Sure, equilibrium, compatibility, and constitution run throughout all structural analysis courses. For example, in the nonlinear analysis course, it’s a lot of “here’s some algorithms and formulations and here’s how to do it in OpenSees, now let’s check that equilibrium is satisfied”. In the undergraduate course it’s “here’s some fundamental principles and here’s some output from OpenSees, now let’s interpret the output”. That I present analysis results obtained from OpenSees is not important for the undergraduate course–any structural analysis software would suffice.
But the students coming and the students going, they all see OpenSees.
While we can use OpenSees for the analysis of anything from static loading of statically determinate models to material and geometric nonlinear dynamic response histories, what can we do with influence lines? Essentially a side step between coming and going, influence lines are some kind of survivorship bias for me–never really learned them but I turned out OK.

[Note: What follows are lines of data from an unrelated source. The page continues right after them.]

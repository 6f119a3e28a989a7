//! # Error Types
//!
//! Every call either commits all of its effects or returns one of these
//! errors with nothing changed.

use crate::domain::entities::Capability;
use crate::domain::value_objects::{Address, U256};
use thiserror::Error;

// =============================================================================
// TOP-LEVEL TAXONOMY
// =============================================================================

/// Errors returned by ledger operations.
#[derive(Debug, Clone, Error, PartialEq, Eq)]
pub enum TokenError {
    /// Caller lacks the capability the operation requires.
    #[error("access denied: account {caller} is missing capability {capability}")]
    AccessDenied {
        /// Account that attempted the call.
        caller: Address,
        /// Capability the call requires.
        capability: Capability,
    },

    /// Input or state validation failed.
    #[error("validation error: {0}")]
    Validation(#[from] ValidationError),

    /// A blacklisted sender tried to move funds anywhere but the safe harbor.
    #[error("blacklisted account {from} may not transfer to {to}")]
    BlacklistViolation {
        /// Blacklisted sender.
        from: Address,
        /// Rejected destination.
        to: Address,
    },

    /// Permit signature rejected.
    #[error("signature error: {0}")]
    Signature(#[from] SignatureError),

    /// The external withdrawal primitive failed.
    #[error("withdrawal failed: {0}")]
    Withdrawal(#[from] VaultError),
}

// =============================================================================
// VALIDATION ERRORS
// =============================================================================

/// Input and balance validation failures.
#[derive(Debug, Clone, Error, PartialEq, Eq)]
pub enum ValidationError {
    /// An address argument was the zero address.
    #[error("zero address is not allowed")]
    ZeroAddress,

    /// Transfer amount must be positive.
    #[error("amount must be greater than zero")]
    ZeroAmount,

    /// Source balance does not cover the amount.
    #[error("insufficient balance: required {required}, available {available}")]
    InsufficientBalance {
        /// Amount requested.
        required: U256,
        /// Balance held.
        available: U256,
    },

    /// Spender allowance does not cover the amount.
    #[error("insufficient allowance: required {required}, available {available}")]
    InsufficientAllowance {
        /// Amount requested.
        required: U256,
        /// Allowance granted.
        available: U256,
    },

    /// Tax rate above the 50% ceiling.
    #[error("tax rate {rate} bps exceeds maximum {max} bps")]
    TaxRateTooHigh {
        /// Requested rate.
        rate: u16,
        /// Allowed ceiling.
        max: u16,
    },

    /// A non-zero tax rate needs somewhere to send the tax.
    #[error("cannot set a non-zero tax rate while the tax recipient list is empty")]
    NoTaxRecipients,

    /// Tax recipient wallet was the zero address.
    #[error("tax recipient at position {index} has the zero address")]
    RecipientZeroAddress {
        /// Position in the submitted list.
        index: usize,
    },

    /// Same wallet listed twice.
    #[error("duplicate tax recipient wallet {0}")]
    DuplicateRecipient(Address),

    /// Recipient share above 100%.
    #[error("tax recipient share {share} bps exceeds {max} bps")]
    ShareOutOfRange {
        /// Offending share.
        share: u16,
        /// Allowed ceiling.
        max: u16,
    },

    /// Shares do not add up to exactly 10000.
    #[error("tax recipient shares total {total} bps, expected 10000")]
    InvalidShareTotal {
        /// Observed total.
        total: u32,
    },

    /// Minting would overflow the total supply.
    #[error("total supply overflow")]
    SupplyOverflow,
}

// =============================================================================
// SIGNATURE ERRORS
// =============================================================================

/// Errors raised while verifying a permit signature.
#[derive(Debug, Clone, Error, PartialEq, Eq)]
pub enum SignatureError {
    /// The permit deadline has passed.
    #[error("permit expired: deadline {deadline}, now {now}")]
    Expired {
        /// Signed deadline (unix seconds).
        deadline: U256,
        /// Current time (unix seconds).
        now: u64,
    },

    /// Recovered signer differs from the owner.
    #[error("invalid signer: expected {expected}, recovered {recovered}")]
    InvalidSigner {
        /// Owner named in the permit.
        expected: Address,
        /// Address recovered from the signature.
        recovered: Address,
    },

    /// The signature format is invalid (zero or out-of-range scalars).
    #[error("invalid signature format")]
    InvalidFormat,

    /// Signature has high S value (EIP-2 malleability protection).
    #[error("malleable signature (high S value)")]
    MalleableSignature,

    /// Invalid recovery ID (v must be 0, 1, 27, or 28).
    #[error("invalid recovery id: {0}")]
    InvalidRecoveryId(u8),

    /// Failed to recover a public key from the signature.
    #[error("failed to recover public key")]
    RecoveryFailed,
}

// =============================================================================
// COLLABORATOR ERRORS
// =============================================================================

/// Error from the external asset-transfer primitive used by `withdraw`.
#[derive(Debug, Clone, Error, PartialEq, Eq)]
pub enum VaultError {
    /// The vault does not hold enough of the asset.
    #[error("insufficient {asset} held: required {required}, available {available}")]
    InsufficientFunds {
        /// Asset address (zero for the native asset).
        asset: Address,
        /// Amount requested.
        required: U256,
        /// Amount held.
        available: U256,
    },

    /// The transfer primitive refused the call.
    #[error("transfer rejected: {0}")]
    Rejected(String),
}

#[cfg(test)]
mod tests {
    use super::*;

    #[test]
    fn test_access_denied_names_caller_and_capability() {
        let err = TokenError::AccessDenied {
            caller: Address::from_low_u8(9),
            capability: Capability::BurnControl,
        };
        let text = err.to_string();
        assert!(text.contains("0x0000000000000000000000000000000000000009"));
        assert!(text.contains("BURN_ROLE"));
    }

    #[test]
    fn test_validation_converts_into_token_error() {
        let err: TokenError = ValidationError::ZeroAmount.into();
        assert_eq!(err, TokenError::Validation(ValidationError::ZeroAmount));
    }
}
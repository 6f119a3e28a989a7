//! # Tax Token - Taxed Fungible-Token Ledger
//!
//! A fungible-token ledger that withholds a directional tax on transfers into
//! and out of registered exchange pools, splits the tax across an ordered
//! list of recipients, and accepts signed (EIP-712) approvals in place of
//! owner-sent ones.
//!
//! ## Domain Invariants
//!
//! | ID | Invariant | Enforcement Location |
//! |----|-----------|---------------------|
//! | INVARIANT-1 | Supply Conservation | `domain/invariants.rs` - `check_supply_invariant()` |
//! | INVARIANT-2 | Recipient Shares Sum to 10000 | `domain/registry.rs` - `validate_recipients()` |
//! | INVARIANT-3 | Unique, Non-zero Recipient Wallets | `domain/registry.rs` - `validate_recipients()` |
//! | INVARIANT-4 | Recipient Index Mirrors List | `domain/registry.rs` - `replace_tax_recipients()` |
//! | INVARIANT-5 | Rates <= 5000 bps | `domain/tax.rs` - `check_rate()` |
//!
//! ## Tax Classification
//!
//! | Sender | Receiver | Result |
//! |--------|----------|--------|
//! | blacklisted | safe harbor | untaxed |
//! | blacklisted | anything else | `BlacklistViolation` |
//! | exempt | any | untaxed |
//! | any | exempt | untaxed |
//! | non-pool | non-pool | untaxed |
//! | pool | pool | untaxed |
//! | pool | non-pool | buy rate |
//! | non-pool | pool | sell rate |
//!
//! ## Capabilities
//!
//! | Capability | Operations |
//! |------------|------------|
//! | `Admin` | recipients, pools, withdrawals, grant/revoke |
//! | `BlacklistControl` | `set_blacklist_status` |
//! | `TaxControl` | `set_tax_exempt`, `set_buy_tax_rate`, `set_sell_tax_rate` |
//! | `BurnControl` | `burn` |
//!
//! ## Outbound Dependencies
//!
//! | Trait | Purpose | In-memory adapter |
//! |-------|---------|-------------------|
//! | `AccessControl` | Capability checks and role changes | `InMemoryAccessControl` |
//! | `EventSink` | Committed notifications | `InMemoryEventLog` |
//! | `AssetVault` | Native and foreign asset withdrawals | `InMemoryVault` |
//! | `Clock` | Permit deadlines | `SystemClock`, `ManualClock` |
//!
//! ## Usage Example
//!
//! ```ignore
//! use tax_token::prelude::*;
//!
//! let config = TokenConfig::load("token.toml")?;
//! let admin = config.admin;
//! let mut token = TaxTokenService::new(
//!     config,
//!     InMemoryAccessControl::new(),
//!     InMemoryEventLog::new(),
//!     InMemoryVault::new(),
//!     SystemClock,
//! )?;
//!
//! token.add_exchange_pool(admin, pool)?;
//! let receipt = token.transfer(pool, buyer, U256::from(1_000))?;
//! println!("tax withheld: {}", receipt.tax);
//! ```

// Crate-level lints
#![warn(missing_docs)]
#![warn(clippy::all)]
#![warn(clippy::pedantic)]
#![allow(clippy::module_name_repetitions)]
#![allow(clippy::missing_errors_doc)]

// =============================================================================
// MODULES
// =============================================================================

pub mod adapters;
pub mod config;
pub mod domain;
pub mod errors;
pub mod events;
pub mod ports;
pub mod service;

// =============================================================================
// PRELUDE
// =============================================================================

/// Convenient re-exports for common usage.
pub mod prelude {
    // Domain entities
    pub use crate::domain::entities::{
        Capability, Payout, Settlement, TaxClass, TaxRecipient, TransferPhase,
    };

    // Value objects
    pub use crate::domain::value_objects::{
        Address, EcdsaSignature, Hash, U256, BPS_DENOMINATOR, MAX_TAX_RATE_BPS,
    };

    // Domain services
    pub use crate::domain::permit::{keccak256, PermitMessage, SigningDomain};
    pub use crate::domain::tax::{distribute, TaxPolicy, TaxRates};

    // Invariants
    pub use crate::domain::invariants::{
        check_all_invariants, InvariantCheckResult, InvariantViolation,
    };

    // Ports
    pub use crate::ports::inbound::TaxTokenApi;
    pub use crate::ports::outbound::{AccessControl, AssetVault, Clock, EventSink};

    // Adapters
    pub use crate::adapters::{
        InMemoryAccessControl, InMemoryEventLog, InMemoryVault, ManualClock, SystemClock,
    };

    // Events
    pub use crate::events::TokenEvent;

    // Errors
    pub use crate::errors::{SignatureError, TokenError, ValidationError, VaultError};

    // Configuration
    pub use crate::config::{ConfigError, TokenConfig};

    // Service
    pub use crate::service::{ServiceStats, TaxTokenService};
}

/// Crate version.
pub const VERSION: &str = env!("CARGO_PKG_VERSION");

#[cfg(test)]
mod tests {
    use super::*;

    #[test]
    fn test_version() {
        assert!(!VERSION.is_empty());
    }
}
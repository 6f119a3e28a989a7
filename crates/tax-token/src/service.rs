//! # Tax Token Service
//!
//! Wires the ledger, registries, tax engine and permit verifier to the
//! outbound ports and exposes them through [`TaxTokenApi`].
//!
//! ## Atomicity
//!
//! Every call validates everything it can fail on before its first mutation.
//! Notifications are collected in a per-call outbox and handed to the
//! [`EventSink`] only once the call has committed, so an error leaves
//! balances, allowances, nonces, registries and the sink untouched.
//!
//! ## Transfer Lifecycle
//!
//! ```text
//! Pending ──validate + classify──> Validated ──apply──> Settled
//!    │
//!    └──────────── any check fails ───────────────────> Aborted
//! ```

use crate::config::{ConfigError, TokenConfig};
use crate::domain::entities::{Capability, Payout, Settlement, TaxClass, TaxRecipient, TransferPhase};
use crate::domain::invariants::{check_all_invariants, InvariantCheckResult};
use crate::domain::ledger::Ledger;
use crate::domain::permit::{verify_signer, PermitMessage, SigningDomain};
use crate::domain::registry::Registry;
use crate::domain::tax::{check_rate, distribute, TaxPolicy, TaxRates};
use crate::domain::value_objects::{Address, EcdsaSignature, Hash, U256};
use crate::errors::{SignatureError, TokenError, ValidationError};
use crate::events::TokenEvent;
use crate::ports::inbound::TaxTokenApi;
use crate::ports::outbound::{AccessControl, AssetVault, Clock, EventSink};
use tracing::{debug, info, instrument, warn};

/// Counters kept by the service.
#[derive(Debug, Default, Clone, PartialEq, Eq)]
pub struct ServiceStats {
    /// Transfers that reached `Settled`.
    pub transfers_settled: u64,
    /// Transfers that ended in `Aborted`.
    pub transfers_aborted: u64,
    /// Permits accepted.
    pub permits_consumed: u64,
    /// Tax paid out to recipients across all settled transfers.
    pub tax_collected: U256,
}

/// The token.
pub struct TaxTokenService<A: AccessControl, E: EventSink, V: AssetVault, C: Clock> {
    config: TokenConfig,
    ledger: Ledger,
    registry: Registry,
    rates: TaxRates,
    safe_harbor: Address,
    domain_separator: Hash,
    access: A,
    events: E,
    vault: V,
    clock: C,
    stats: ServiceStats,
}

impl<A, E, V, C> TaxTokenService<A, E, V, C>
where
    A: AccessControl,
    E: EventSink,
    V: AssetVault,
    C: Clock,
{
    /// Deploys a token.
    ///
    /// Mints the initial supply to the admin, grants the admin every
    /// capability, exempts the admin and the contract address from tax and
    /// installs the initial recipient list.
    pub fn new(
        config: TokenConfig,
        mut access: A,
        events: E,
        vault: V,
        clock: C,
    ) -> Result<Self, ConfigError> {
        config.validate()?;

        let admin = config.admin;
        let rates = TaxRates::new(config.buy_tax_bps, config.sell_tax_bps)?;
        let supply = config.initial_supply_units()?;
        let mut outbox = Vec::new();

        let mut ledger = Ledger::new();
        if !supply.is_zero() {
            outbox.push(ledger.mint(admin, supply)?);
        }

        for capability in Capability::ALL {
            if access.grant(capability, admin) {
                outbox.push(TokenEvent::CapabilityGranted {
                    capability,
                    account: admin,
                    sender: admin,
                });
            }
        }

        let mut registry = Registry::new();
        for account in [admin, config.contract_address] {
            registry.set_tax_exempt(account, true);
            outbox.push(TokenEvent::TaxExemptionUpdated {
                account,
                exempt: true,
            });
        }
        if !config.tax_recipients.is_empty() {
            registry.replace_tax_recipients(config.tax_recipients.clone())?;
            outbox.push(TokenEvent::TaxRecipientsUpdated {
                recipients: config.tax_recipients.clone(),
            });
        }

        let domain_separator = SigningDomain {
            name: config.name.clone(),
            chain_id: config.chain_id,
            verifying_contract: config.contract_address,
        }
        .separator();

        info!(
            name = %config.name,
            symbol = %config.symbol,
            admin = %admin,
            supply = %supply,
            buy_bps = rates.buy_bps(),
            sell_bps = rates.sell_bps(),
            "Token deployed"
        );

        let mut service = Self {
            safe_harbor: config.safe_harbor(),
            config,
            ledger,
            registry,
            rates,
            domain_separator,
            access,
            events,
            vault,
            clock,
            stats: ServiceStats::default(),
        };
        service.commit(outbox);
        Ok(service)
    }

    /// Deployment parameters.
    pub fn config(&self) -> &TokenConfig {
        &self.config
    }

    /// Only destination a blacklisted sender may reach.
    pub fn safe_harbor(&self) -> Address {
        self.safe_harbor
    }

    /// Service counters.
    pub fn stats(&self) -> &ServiceStats {
        &self.stats
    }

    /// The event sink.
    pub fn event_sink(&self) -> &E {
        &self.events
    }

    /// Mutable event sink, e.g. to drain recorded events.
    pub fn event_sink_mut(&mut self) -> &mut E {
        &mut self.events
    }

    /// The asset vault.
    pub fn vault(&self) -> &V {
        &self.vault
    }

    /// Mutable asset vault, e.g. to record deposits.
    pub fn vault_mut(&mut self) -> &mut V {
        &mut self.vault
    }

    /// Mutable clock.
    pub fn clock_mut(&mut self) -> &mut C {
        &mut self.clock
    }

    /// Checks every ledger and registry invariant.
    pub fn check_invariants(&self) -> InvariantCheckResult {
        check_all_invariants(&self.ledger, &self.registry, &self.rates)
    }

    // =========================================================================
    // INTERNALS
    // =========================================================================

    fn policy(&self) -> TaxPolicy<'_> {
        TaxPolicy {
            registry: &self.registry,
            rates: self.rates,
            safe_harbor: self.safe_harbor,
        }
    }

    fn ensure(&self, caller: &Address, capability: Capability) -> Result<(), TokenError> {
        if self.access.has_capability(caller, capability) {
            return Ok(());
        }
        warn!(caller = %caller, capability = %capability, "Access denied");
        Err(TokenError::AccessDenied {
            caller: *caller,
            capability,
        })
    }

    fn commit(&mut self, outbox: Vec<TokenEvent>) {
        for event in outbox {
            self.events.publish(event);
        }
    }

    /// Pending -> Validated. Reads only.
    fn plan_transfer(
        &self,
        from: Address,
        to: Address,
        amount: U256,
        spender: Option<Address>,
    ) -> Result<Settlement, TokenError> {
        if let Some(spender) = spender {
            self.ledger.check_allowance(&from, &spender, amount)?;
        }
        self.ledger.check_transfer(&from, &to, amount)?;
        let (class, tax) = self.policy().classify_and_tax(&from, &to, amount)?;

        let payouts = if tax.is_zero() {
            Vec::new()
        } else {
            distribute(tax, self.registry.tax_recipients())?
        };
        // With nobody to pay, the receiver keeps the gross amount.
        let tax = if payouts.is_empty() { U256::zero() } else { tax };

        Ok(Settlement {
            from,
            to,
            amount,
            class,
            tax,
            net_amount: amount - tax,
            payouts,
        })
    }

    /// Validated -> Settled. Infallible: every check ran in `plan_transfer`.
    fn apply_transfer(&mut self, plan: &Settlement, outbox: &mut Vec<TokenEvent>) {
        self.ledger.debit(&plan.from, plan.amount);
        self.ledger.credit(&plan.to, plan.net_amount);

        for Payout { wallet, amount } in &plan.payouts {
            self.ledger.credit(wallet, *amount);
            outbox.push(TokenEvent::Transfer {
                from: plan.from,
                to: *wallet,
                value: *amount,
            });
        }

        outbox.push(TokenEvent::Transfer {
            from: plan.from,
            to: plan.to,
            value: plan.net_amount,
        });
    }

    fn execute_transfer(
        &mut self,
        from: Address,
        to: Address,
        amount: U256,
        spender: Option<Address>,
    ) -> Result<Settlement, TokenError> {
        debug!(phase = %TransferPhase::Pending, from = %from, to = %to, amount = %amount);

        let plan = match self.plan_transfer(from, to, amount, spender) {
            Ok(plan) => plan,
            Err(err) => {
                self.stats.transfers_aborted += 1;
                warn!(
                    phase = %TransferPhase::Aborted,
                    from = %from,
                    to = %to,
                    amount = %amount,
                    error = %err,
                    "Transfer aborted"
                );
                return Err(err);
            }
        };
        debug!(phase = %TransferPhase::Validated, class = ?plan.class, tax = %plan.tax);

        let mut outbox = Vec::with_capacity(plan.payouts.len() + 2);
        if let Some(spender) = spender {
            outbox.push(self.ledger.spend_allowance(from, spender, amount)?);
        }
        self.apply_transfer(&plan, &mut outbox);
        self.commit(outbox);

        self.stats.transfers_settled += 1;
        self.stats.tax_collected = self.stats.tax_collected.saturating_add(plan.tax);
        debug!(
            phase = %TransferPhase::Settled,
            class = ?plan.class,
            tax = %plan.tax,
            net = %plan.net_amount,
            "Transfer settled"
        );
        Ok(plan)
    }

    fn set_rate(&mut self, class: TaxClass, rate_bps: u16) -> Result<(), TokenError> {
        check_rate(rate_bps)?;
        if rate_bps != 0 && self.registry.tax_recipients().is_empty() {
            return Err(ValidationError::NoTaxRecipients.into());
        }

        let event = if class == TaxClass::Buy {
            let old_rate = self.rates.set_buy_bps(rate_bps)?;
            TokenEvent::BuyTaxRateUpdated {
                old_rate,
                new_rate: rate_bps,
            }
        } else {
            let old_rate = self.rates.set_sell_bps(rate_bps)?;
            TokenEvent::SellTaxRateUpdated {
                old_rate,
                new_rate: rate_bps,
            }
        };
        info!(class = ?class, rate_bps, "Tax rate updated");
        self.commit(vec![event]);
        Ok(())
    }
}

Any way, the scripting capabilities of OpenSees make quantitative influence lines doable, although a bit arduous. But what about the Müller-Breslau principle for qualitative influence lines? Can we use OpenSees to demonstrate this juxtaposition of equilibrium and compatibility?
The Müller-Breslau principle says that to construct an influence line for X in a structural model, we should remove the ability of the model to resist X, then apply a unit load at and in the direction of X. The model’s resulting deflected shape is then proportional to the influence line for X.
For example, consider the two-span continuous beam shown below.
To construct an influence line for the internal bending moment at the middle of span AB, we insert a moment release then apply a unit internal moment at that location. The moment release transmits non-zero shear, V.
Likewise, we would insert a shear release and apply a unit internal shear in order to obtain the influence line for internal shear at midspan. The shear release transmits non-zero moment, M.
The OpenSees code for applying the Müller-Breslau principle is
straightforward. The moment release is attained with two nodes and an
equalDOF
constraint between the translational DOFs with equal and
opposite unit moments are applied on the two nodes. Similarly, the shear
release is obtained with constraints on the horizontal and rotational
DOFs along with equal and opposite unit transverse loads.
import openseespy.opensees as ops
kip = 1
ft = 1
inch = ft/12.0
L = 25*ft
# These values are not terribly important
A = 20*inch**2
I = 800*inch**4
E = 29000*kip/inch**2
ops.wipe()
ops.model('basic','-ndm',2,'-ndf',3)
ops.node(1,0,0); ops.fix(1,1,1,0)
ops.node(2,L/2,0)
ops.node(3,L/2,0)
ops.equalDOF(2,3,1,2) # Moment release
#ops.equalDOF(2,3,1,3) # Shear release
ops.node(4,L,0); ops.fix(4,0,1,0)
ops.node(5,2*L,0); ops.fix(5,0,1,0)
ops.geomTransf('Linear',1)
ops.element('elasticBeamColumn',1,1,2,A,E,I,1)
ops.element('elasticBeamColumn',2,3,4,A,E,I,1)
ops.element('elasticBeamColumn',3,4,5,A,E,I,1)
ops.timeSeries('Constant',1)
ops.pattern('Plain',1,1)
ops.load(2,0,0,1) # Unit moments
ops.load(3,0,0,-1)
#ops.load(2,0,-1,0) # Unit shears
#ops.load(3,0,1,0)
ops.analysis('Static','-noWarnings')
ops.analyze(1)
The deflected shapes, plotted below with
opsvis
,
are proportional to the influence lines for the quantity of interest.
This post was a little scrambled, but it done came and went.